**TASK GOAL:**
Scan the entries below. List each line with "that".

**GIVEN INFORMATION:**
= = = = = = =
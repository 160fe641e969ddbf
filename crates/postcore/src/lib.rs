pub mod allowlist;
pub mod config;
pub mod highlight;
pub mod sanitize;

pub use config::RenderConfig;
pub use highlight::{highlight, Highlighter};
pub use sanitize::{sanitize_html, HtmlSanitizer};
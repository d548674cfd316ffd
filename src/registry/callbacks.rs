//! Callback registry.
//!
//! Holds the registered event consumers and their subscription sets.

use std::collections::BTreeMap;
use std::fmt;
use std::sync::Arc;

use crate::ble::address::BdAddr;
use crate::dispatch::Event;
use crate::error::{Error, Result};
use crate::registry::subscriptions::{SubscriptionKind, SubscriptionSet};
use crate::registry::CallbackId;
use crate::utils::next_id;

/// Maximum number of collector registrations alive at once.
pub const MAX_COLLECTOR_CALLBACKS: usize = 1;

/// Identity of a messaging endpoint.
pub type AddressId = u32;

/// In-process event handler.
pub type EventHandler = Arc<dyn Fn(CallbackId, &Event) + Send + Sync>;

/// Where a callback's events go.
#[derive(Clone)]
pub enum Endpoint {
    /// A handler in this process.
    Local(EventHandler),
    /// A client process reached over the messaging channel.
    Remote(AddressId),
}

impl Endpoint {
    /// Messaging address, for remote endpoints.
    pub fn remote_address(&self) -> Option<AddressId> {
        match self {
            Self::Local(_) => None,
            Self::Remote(address) => Some(*address),
        }
    }
}

impl fmt::Debug for Endpoint {
    fn fmt(&self, f: &mut fmt::Formatter<'_>) -> fmt::Result {
        match self {
            Self::Local(_) => write!(f, "Local"),
            Self::Remote(address) => write!(f, "Remote({address:#010x})"),
        }
    }
}

/// One registered event consumer.
#[derive(Debug, Clone)]
pub struct CallbackEntry {
    /// Registration id.
    pub id: CallbackId,
    /// Event destination.
    pub endpoint: Endpoint,
    measurement: SubscriptionSet,
    cuff_pressure: SubscriptionSet,
}

impl CallbackEntry {
    fn new(id: CallbackId, endpoint: Endpoint) -> Self {
        Self {
            id,
            endpoint,
            measurement: SubscriptionSet::default(),
            cuff_pressure: SubscriptionSet::default(),
        }
    }

    /// Subscription set for a kind.
    pub fn subscriptions(&self, kind: SubscriptionKind) -> &SubscriptionSet {
        match kind {
            SubscriptionKind::Measurement => &self.measurement,
            SubscriptionKind::IntermediateCuffPressure => &self.cuff_pressure,
        }
    }

    /// Mutable subscription set for a kind.
    pub fn subscriptions_mut(&mut self, kind: SubscriptionKind) -> &mut SubscriptionSet {
        match kind {
            SubscriptionKind::Measurement => &mut self.measurement,
            SubscriptionKind::IntermediateCuffPressure => &mut self.cuff_pressure,
        }
    }

    /// Check if this callback wants `kind` events from a device.
    pub fn is_subscribed(&self, kind: SubscriptionKind, address: &BdAddr) -> bool {
        self.subscriptions(kind).contains(address)
    }

    /// Check if this callback belongs to a messaging endpoint.
    pub fn is_owned_by(&self, address_id: AddressId) -> bool {
        self.endpoint.remote_address() == Some(address_id)
    }
}

/// Keyed store of callback registrations.
#[derive(Debug, Default)]
pub struct CallbackRegistry {
    entries: BTreeMap<CallbackId, CallbackEntry>,
    next_id: u32,
}

impl CallbackRegistry {
    /// Register a consumer.
    ///
    /// # Errors
    ///
    /// Returns [`Error::AlreadyRegistered`] if the registry is full.
    pub fn register(&mut self, endpoint: Endpoint) -> Result<CallbackId> {
        if self.entries.len() >= MAX_COLLECTOR_CALLBACKS {
            return Err(Error::AlreadyRegistered);
        }

        let id = loop {
            let id = CallbackId::new(next_id(&mut self.next_id));
            if !self.entries.contains_key(&id) {
                break id;
            }
        };

        self.entries.insert(id, CallbackEntry::new(id, endpoint));
        Ok(id)
    }

    /// Remove a registration, returning it with its subscription sets.
    pub fn remove(&mut self, id: CallbackId) -> Option<CallbackEntry> {
        self.entries.remove(&id)
    }

    /// Look up a registration.
    pub fn lookup(&self, id: CallbackId) -> Option<&CallbackEntry> {
        self.entries.get(&id)
    }

    /// Look up a registration for mutation.
    pub fn lookup_mut(&mut self, id: CallbackId) -> Option<&mut CallbackEntry> {
        self.entries.get_mut(&id)
    }

    /// Iterate registrations in id order.
    pub fn iter(&self) -> impl Iterator<Item = &CallbackEntry> {
        self.entries.values()
    }

    /// Every registration id.
    pub fn ids(&self) -> Vec<CallbackId> {
        self.entries.keys().copied().collect()
    }

    /// Registrations owned by a messaging endpoint.
    pub fn ids_for_endpoint(&self, address_id: AddressId) -> Vec<CallbackId> {
        self.entries
            .values()
            .filter(|entry| entry.is_owned_by(address_id))
            .map(|entry| entry.id)
            .collect()
    }

    /// Drop every subscription to a device.
    pub fn remove_device(&mut self, address: &BdAddr) {
        for entry in self.entries.values_mut() {
            entry.measurement.remove_all(address);
            entry.cuff_pressure.remove_all(address);
        }
    }

    /// Move every subscription to a device onto its new address.
    pub fn rekey_device(&mut self, previous: &BdAddr, current: BdAddr) {
        for entry in self.entries.values_mut() {
            entry.measurement.rekey(previous, current);
            entry.cuff_pressure.rekey(previous, current);
        }
    }

    /// Number of registrations.
    pub fn len(&self) -> usize {
        self.entries.len()
    }

    /// Check if nothing is registered.
    pub fn is_empty(&self) -> bool {
        self.entries.is_empty()
    }
}
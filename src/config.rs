//! Collector manager configuration.

use std::time::Duration;

/// Runtime settings for a [`CollectorManager`](crate::CollectorManager).
#[derive(Debug, Clone, PartialEq, Eq)]
#[cfg_attr(feature = "serde", derive(serde::Serialize, serde::Deserialize))]
pub struct ManagerConfig {
    /// Configuration-store section holding persisted CCCD state.
    pub section_name: String,
    /// Key prefix for Blood Pressure Measurement CCCD flags.
    pub measurement_key_tag: String,
    /// Key prefix for Intermediate Cuff Pressure CCCD flags.
    pub cuff_pressure_key_tag: String,
    /// Capacity of the worker task queue.
    pub queue_depth: usize,
    /// How long to wait for the registry lock before failing with
    /// [`Error::UnableToLockContext`](crate::Error::UnableToLockContext).
    pub lock_timeout: Duration,
    /// Remember CCCD state for bonded devices.
    pub persist_cccd_state: bool,
}

impl Default for ManagerConfig {
    fn default() -> Self {
        Self {
            section_name: "BLPM-Collector".to_string(),
            measurement_key_tag: "BC".to_string(),
            cuff_pressure_key_tag: "IC".to_string(),
            queue_depth: 64,
            lock_timeout: Duration::from_secs(5),
            persist_cccd_state: true,
        }
    }
}

impl ManagerConfig {
    /// Set the configuration-store section name.
    pub fn with_section_name(mut self, name: impl Into<String>) -> Self {
        self.section_name = name.into();
        self
    }

    /// Set the worker queue capacity.
    pub fn with_queue_depth(mut self, depth: usize) -> Self {
        self.queue_depth = depth.max(1);
        self
    }

    /// Set the lock acquisition timeout.
    pub fn with_lock_timeout(mut self, timeout: Duration) -> Self {
        self.lock_timeout = timeout;
        self
    }

    /// Enable or disable CCCD persistence.
    pub fn with_persistence(mut self, enabled: bool) -> Self {
        self.persist_cccd_state = enabled;
        self
    }
}
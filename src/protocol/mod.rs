//! Protocol module for parsing and constructing messages.
//!
//! This module contains the implementations for:
//! - Blood Pressure Measurement value decoding
//! - Collector IPC message framing, requests and events
//! - The outbound messaging seam

pub mod measurement;
pub mod messages;
pub mod transport;

pub use measurement::decode_measurement;
pub use messages::{
    decode_event, encode_event, Message, MessageFunction, MessageHeader, Request,
    BLOOD_PRESSURE_MESSAGE_GROUP,
};
pub use transport::MessageTransport;
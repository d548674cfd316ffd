//! Messaging channel seam.

use crate::error::Result;
use crate::protocol::messages::Message;

/// Outbound side of the IPC channel.
///
/// Sends are fire-and-forget; the collector never waits for an
/// acknowledgement of an event.
#[cfg_attr(test, mockall::automock)]
pub trait MessageTransport: Send + Sync {
    /// Allocate a message id for an unsolicited message.
    fn next_message_id(&self) -> u32;

    /// Queue a message for delivery.
    fn send(&self, message: Message) -> Result<()>;
}
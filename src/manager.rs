//! Blood Pressure collector manager.
//!
//! [`CollectorManager`] owns the registries and the worker task. Inbound IPC
//! messages, GATT events and device events are queued as [`Task`]s and run
//! one at a time by the worker. The local API runs on the caller's thread
//! under the same lock.

use parking_lot::{Mutex, MutexGuard, RwLock};
use std::sync::atomic::{AtomicBool, Ordering};
use std::sync::{Arc, Weak};
use tokio::sync::{mpsc, watch};
use tracing::{debug, info, warn};

use crate::ble::address::BdAddr;
use crate::ble::connection::{DeviceEvent, LinkSecurity};
use crate::ble::gatt::{GattClient, GattEvent};
use crate::config::ManagerConfig;
use crate::discovery;
use crate::dispatch::{Event, EventDispatcher, Outbox};
use crate::error::{Error, Result};
use crate::processor;
use crate::protocol::messages::Message;
use crate::protocol::transport::MessageTransport;
use crate::registry::callbacks::{AddressId, Endpoint, EventHandler};
use crate::registry::cccd::CccdState;
use crate::registry::subscriptions::SubscriptionKind;
use crate::registry::{CallbackId, Registry, TransactionId};
use crate::storage::{CccdPersistence, ConfigStore, PersistOp};

/// External systems the manager drives.
#[derive(Clone)]
pub struct Collaborators {
    /// GATT client primitives.
    pub gatt: Arc<dyn GattClient>,
    /// Outbound IPC channel.
    pub transport: Arc<dyn MessageTransport>,
    /// Pairing state of remote devices.
    pub link: Arc<dyn LinkSecurity>,
    /// Persistent key/value store.
    pub store: Arc<dyn ConfigStore>,
}

/// Unit of work for the manager's worker.
#[derive(Debug, Clone)]
pub enum Task {
    /// An inbound IPC message.
    Message(Message),
    /// An asynchronous GATT event.
    Gatt(GattEvent),
    /// A connection or pairing change.
    Device(DeviceEvent),
    /// A messaging endpoint went away.
    EndpointClosed(AddressId),
}

/// Handle for an event registration.
///
/// The registration is removed when this handle is dropped or
/// [`unregister`](Self::unregister) is called.
pub struct CallbackHandle {
    id: CallbackId,
    unregister_fn: Option<Box<dyn FnOnce() + Send + Sync>>,
}

impl CallbackHandle {
    /// Create a new callback handle.
    pub(crate) fn new(id: CallbackId, unregister_fn: impl FnOnce() + Send + Sync + 'static) -> Self {
        Self {
            id,
            unregister_fn: Some(Box::new(unregister_fn)),
        }
    }

    /// Unregister this callback.
    pub fn unregister(mut self) {
        if let Some(f) = self.unregister_fn.take() {
            f();
        }
    }

    /// Get the callback ID.
    pub fn id(&self) -> CallbackId {
        self.id
    }
}

impl Drop for CallbackHandle {
    fn drop(&mut self) {
        if let Some(f) = self.unregister_fn.take() {
            f();
        }
    }
}

/// State shared between the manager, its worker and callback handles.
struct Inner {
    config: ManagerConfig,
    registry: Mutex<Registry>,
    gatt: Arc<dyn GattClient>,
    link: Arc<dyn LinkSecurity>,
    transport: Arc<dyn MessageTransport>,
    dispatcher: EventDispatcher,
    persistence: CccdPersistence,
    persist_tx: RwLock<Option<mpsc::UnboundedSender<PersistOp>>>,
    is_running: AtomicBool,
}
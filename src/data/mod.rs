//! Data structures for sensor data.
//!
//! This module contains the value types carried by collector events.

pub mod feature;
pub mod measurement;

pub use feature::BloodPressureFeature;
pub use measurement::{
    MeasurementFlags, MeasurementStatus, PressureMeasurement, PressureUnit, PulseRateRange,
    SFloat, TimeStamp,
};
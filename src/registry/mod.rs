//! Collector registries.
//!
//! [`Registry`] bundles the callback, device and transaction registries
//! behind the manager's single lock and implements every operation that
//! touches more than one of them. Operations never call user code: they
//! queue events and persistence steps in an [`Outbox`] that the caller
//! flushes after releasing the lock.

pub mod callbacks;
pub mod cccd;
pub mod devices;
pub mod subscriptions;
pub mod transactions;

use std::fmt;

use tracing::{debug, info, warn};

use crate::ble::address::BdAddr;
use crate::ble::connection::LinkSecurity;
use crate::ble::gatt::{error_from_att_code, AttributeHandle, GattClient, GattEvent};
use crate::data::feature::BloodPressureFeature;
use crate::dispatch::{Event, Outbox};
use crate::error::{Error, Result};
use crate::protocol::measurement::decode_measurement;
use crate::storage::{PersistOp, PersistedCccd};

use callbacks::{AddressId, CallbackRegistry, Endpoint};
use cccd::{CccdAction, CccdState};
use devices::{DeviceEntry, DeviceHandles, DeviceRegistry};
use subscriptions::SubscriptionKind;
use transactions::{TransactionEntry, TransactionKind, TransactionRegistry};

/// Identifier of a collector registration.
#[derive(Debug, Clone, Copy, PartialEq, Eq, PartialOrd, Ord, Hash)]
#[cfg_attr(feature = "serde", derive(serde::Serialize, serde::Deserialize))]
pub struct CallbackId(u32);

impl CallbackId {
    /// Create from the raw id.
    pub const fn new(id: u32) -> Self {
        Self(id)
    }

    /// The raw id.
    pub fn value(&self) -> u32 {
        self.0
    }
}

impl fmt::Display for CallbackId {
    fn fmt(&self, f: &mut fmt::Formatter<'_>) -> fmt::Result {
        write!(f, "{}", self.0)
    }
}
//! Utility functions for the blood-pressure-collector crate.

/// Millimetres of mercury in one kilopascal.
const MMHG_PER_KPA: f64 = 7.500_616_827;

/// Convert kilopascals to millimetres of mercury.
///
/// # Arguments
///
/// * `kpa` - Pressure in kPa
///
/// # Returns
///
/// Pressure in mmHg
///
/// # Example
///
/// ```
/// use blood_pressure_collector::kpa_to_mmhg;
///
/// let mmhg = kpa_to_mmhg(16.0);
/// assert!((mmhg - 120.01).abs() < 0.01);
/// ```
#[inline]
pub fn kpa_to_mmhg(kpa: f64) -> f64 {
    kpa * MMHG_PER_KPA
}

/// Convert millimetres of mercury to kilopascals.
///
/// # Arguments
///
/// * `mmhg` - Pressure in mmHg
///
/// # Returns
///
/// Pressure in kPa
///
/// # Example
///
/// ```
/// use blood_pressure_collector::mmhg_to_kpa;
///
/// let kpa = mmhg_to_kpa(120.0);
/// assert!((kpa - 16.0).abs() < 0.01);
/// ```
#[inline]
pub fn mmhg_to_kpa(mmhg: f64) -> f64 {
    mmhg / MMHG_PER_KPA
}

/// Next identifier from a counter that skips zero and wraps before the sign bit.
///
/// Used for callback and transaction ids, which must stay positive so they
/// can be returned in an `i32` response status.
#[inline]
pub(crate) fn next_id(counter: &mut u32) -> u32 {
    *counter = counter.wrapping_add(1);
    if *counter == 0 || *counter >= 0x8000_0000 {
        *counter = 1;
    }
    *counter
}
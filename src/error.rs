//! Error types for the blood-pressure-collector crate.
//!
//! Every error carries a stable negative status code so it can travel inside
//! an IPC response or event message and be reconstructed on the other side.

use thiserror::Error;

use crate::ble::gatt::GattError;

/// The main error type for this crate.
#[derive(Error, Debug, Clone, PartialEq, Eq)]
pub enum Error {
    /// The collector manager has not been started, or has been shut down.
    #[error("Blood pressure collector not initialized")]
    NotInitialized,

    /// The collector manager was started twice.
    #[error("Blood pressure collector already initialized")]
    AlreadyInitialized,

    /// An invalid parameter was provided.
    #[error("Invalid parameter: {name} = {value}")]
    InvalidParameter {
        /// The name of the parameter.
        name: String,
        /// The invalid value that was provided.
        value: String,
    },

    /// The shared registry lock could not be acquired in time.
    #[error("Unable to lock context")]
    UnableToLockContext,

    /// A collector callback is already registered.
    #[error("Collector callback already registered")]
    AlreadyRegistered,

    /// No collector callback is registered.
    #[error("Collector callback not registered")]
    CallbackNotRegistered,

    /// The callback id does not name a live registration owned by the caller.
    #[error("Invalid callback specified")]
    InvalidCallbackSpecified,

    /// No Blood Pressure device is bound under the given address.
    #[error("Unknown device")]
    UnknownDevice,

    /// The same request is already outstanding for this device and callback.
    #[error("Same request already outstanding")]
    DuplicateOutstandingRequest,

    /// A disable was requested without a matching enable.
    #[error("Not subscribed")]
    NotSubscribed,

    /// The device is no longer connected.
    #[error("Device not connected")]
    NotConnected,

    /// A malformed or undersized message or attribute value.
    #[error("Response message invalid")]
    ResponseInvalid,

    /// The attribute is not supported by the device or the stack.
    #[error("Attribute not supported")]
    AttributeNotSupported,

    /// The GATT connection identifier is invalid.
    #[error("Invalid connection")]
    InvalidConnection,

    /// The attribute handle is invalid.
    #[error("Invalid attribute handle")]
    InvalidHandle,

    /// The GATT stack rejected the operation.
    #[error("Invalid operation")]
    InvalidOperation,

    /// The messaging transport failed to deliver a message.
    #[error("Transport error: {reason}")]
    Transport {
        /// Description of the failure.
        reason: String,
    },

    /// The configuration store failed.
    #[error("Storage error: {reason}")]
    Storage {
        /// Description of the failure.
        reason: String,
    },
}

impl Error {
    /// Wire status for this error. Always negative.
    pub fn status_code(&self) -> i32 {
        match self {
            Self::InvalidParameter { .. } => -1,
            Self::UnableToLockContext => -2,
            Self::InvalidCallbackSpecified => -3,
            Self::UnknownDevice => -4,
            Self::NotConnected => -5,
            Self::ResponseInvalid => -6,
            Self::AttributeNotSupported => -7,
            Self::InvalidConnection => -8,
            Self::InvalidHandle => -9,
            Self::InvalidOperation => -10,
            Self::Transport { .. } => -11,
            Self::Storage { .. } => -12,
            Self::NotInitialized => -1100,
            Self::AlreadyInitialized => -1101,
            Self::AlreadyRegistered => -1102,
            Self::CallbackNotRegistered => -1103,
            Self::DuplicateOutstandingRequest => -1104,
            Self::NotSubscribed => -1105,
        }
    }

    /// Rebuild an error from a wire status.
    ///
    /// Returns `None` for non-negative statuses, which denote success.
    pub fn from_status_code(status: i32) -> Option<Self> {
        if status >= 0 {
            return None;
        }

        let error = match status {
            -2 => Self::UnableToLockContext,
            -3 => Self::InvalidCallbackSpecified,
            -4 => Self::UnknownDevice,
            -5 => Self::NotConnected,
            -6 => Self::ResponseInvalid,
            -7 => Self::AttributeNotSupported,
            -8 => Self::InvalidConnection,
            -9 => Self::InvalidHandle,
            -10 => Self::InvalidOperation,
            -11 => Self::Transport {
                reason: "remote".to_string(),
            },
            -12 => Self::Storage {
                reason: "remote".to_string(),
            },
            -1100 => Self::NotInitialized,
            -1101 => Self::AlreadyInitialized,
            -1102 => Self::AlreadyRegistered,
            -1103 => Self::CallbackNotRegistered,
            -1104 => Self::DuplicateOutstandingRequest,
            -1105 => Self::NotSubscribed,
            other => Self::InvalidParameter {
                name: "status".to_string(),
                value: other.to_string(),
            },
        };

        Some(error)
    }
}

impl From<GattError> for Error {
    fn from(error: GattError) -> Self {
        match error {
            GattError::NotSupported | GattError::NotInitialized => Self::AttributeNotSupported,
            GattError::InvalidParameter => Self::InvalidParameter {
                name: "gatt".to_string(),
                value: error.to_string(),
            },
            GattError::InvalidConnection => Self::InvalidConnection,
            GattError::InvalidHandle => Self::InvalidHandle,
            GattError::InvalidServiceTable | GattError::Other(_) => Self::InvalidOperation,
        }
    }
}

/// A specialized Result type for this crate.
pub type Result<T> = std::result::Result<T, Error>;
//! CCCD reference counting.
//!
//! One [`CccdTracker`] exists per device and subscribable characteristic.
//! It counts subscriber references and decides when a physical CCCD write
//! is needed. Only the 0→1 and 1→0 transitions write, and at most one write
//! is outstanding at a time.

use std::fmt;

/// Physical state of a characteristic's CCCD.
#[derive(Debug, Clone, Copy, PartialEq, Eq, Hash, Default)]
pub enum CccdState {
    /// Pushes are off and no write is outstanding.
    #[default]
    Disabled,
    /// An enable write is outstanding.
    Enabling,
    /// Pushes are on and no write is outstanding.
    Enabled,
    /// A disable write is outstanding.
    Disabling,
}

impl CccdState {
    /// Check if a write is outstanding.
    pub fn is_transitioning(&self) -> bool {
        matches!(self, Self::Enabling | Self::Disabling)
    }

    /// Check if the device last confirmed pushes as on.
    pub fn is_enabled(&self) -> bool {
        matches!(self, Self::Enabled | Self::Disabling)
    }
}

impl fmt::Display for CccdState {
    fn fmt(&self, f: &mut fmt::Formatter<'_>) -> fmt::Result {
        match self {
            Self::Disabled => write!(f, "Disabled"),
            Self::Enabling => write!(f, "Enabling"),
            Self::Enabled => write!(f, "Enabled"),
            Self::Disabling => write!(f, "Disabling"),
        }
    }
}

/// What the caller must do after a tracker transition.
#[derive(Debug, Clone, Copy, PartialEq, Eq)]
pub enum CccdAction {
    /// Nothing to write.
    None,
    /// Issue a CCCD write enabling (`true`) or disabling (`false`) pushes.
    Write(bool),
}

/// Reference count and physical state for one characteristic on one device.
#[derive(Debug, Clone, Copy, PartialEq, Eq, Default)]
pub struct CccdTracker {
    state: CccdState,
    count: u32,
}

impl CccdTracker {
    /// Current state.
    pub fn state(&self) -> CccdState {
        self.state
    }

    /// Subscriber references.
    pub fn count(&self) -> u32 {
        self.count
    }

    /// Check if the device last confirmed pushes as on.
    pub fn is_enabled(&self) -> bool {
        self.state.is_enabled()
    }

    /// A subscriber asked for pushes.
    pub fn request_enable(&mut self) -> CccdAction {
        self.count += 1;
        if self.state == CccdState::Disabled {
            self.state = CccdState::Enabling;
            CccdAction::Write(true)
        } else {
            CccdAction::None
        }
    }

    /// A subscriber no longer wants pushes.
    pub fn request_disable(&mut self) -> CccdAction {
        self.count = self.count.saturating_sub(1);
        if self.count == 0 && self.state == CccdState::Enabled {
            self.state = CccdState::Disabling;
            CccdAction::Write(false)
        } else {
            CccdAction::None
        }
    }

    /// The write requested by the last transition could not be submitted.
    /// Undo that transition.
    pub fn abort_write(&mut self, enable: bool) {
        if enable {
            self.count = self.count.saturating_sub(1);
            self.state = CccdState::Disabled;
        } else {
            self.count += 1;
            self.state = CccdState::Enabled;
        }
    }

    /// A CCCD write completed.
    ///
    /// On success the state settles, and if the subscriber count moved the
    /// other way while the write was in flight a corrective write is
    /// requested. On failure the state reverts; reference rollback for the
    /// requester is the caller's job through [`release`](Self::release) and
    /// [`retain`](Self::retain).
    pub fn write_completed(&mut self, enable: bool, success: bool) -> CccdAction {
        match (enable, success) {
            (true, true) => {
                if self.count == 0 {
                    self.state = CccdState::Disabling;
                    CccdAction::Write(false)
                } else {
                    self.state = CccdState::Enabled;
                    CccdAction::None
                }
            }
            (false, true) => {
                if self.count > 0 {
                    self.state = CccdState::Enabling;
                    CccdAction::Write(true)
                } else {
                    self.state = CccdState::Disabled;
                    CccdAction::None
                }
            }
            (true, false) => {
                self.state = CccdState::Disabled;
                CccdAction::None
            }
            (false, false) => {
                self.state = CccdState::Enabled;
                CccdAction::None
            }
        }
    }

    /// Drop one reference without touching the physical state.
    pub fn release(&mut self) {
        self.count = self.count.saturating_sub(1);
    }

    /// Add one reference without touching the physical state.
    pub fn retain(&mut self) {
        self.count += 1;
    }

    /// Adopt a persisted "enabled" flag for a bonded device.
    ///
    /// Only a settled `Disabled` tracker is changed. Returns the resulting
    /// enabled flag.
    pub fn restore(&mut self, enabled: bool) -> bool {
        if enabled && self.state == CccdState::Disabled {
            self.state = CccdState::Enabled;
        }
        self.is_enabled()
    }
}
= = = = = = =
**RESULT:**
//! behind the manager's single lock and implements every operation that
//! queue events and persistence steps in an [`Outbox`] that the caller
/// Next identifier from a counter that skips zero and wraps before the sign bit.
        /// The invalid value that was provided.
    /// Undo that transition.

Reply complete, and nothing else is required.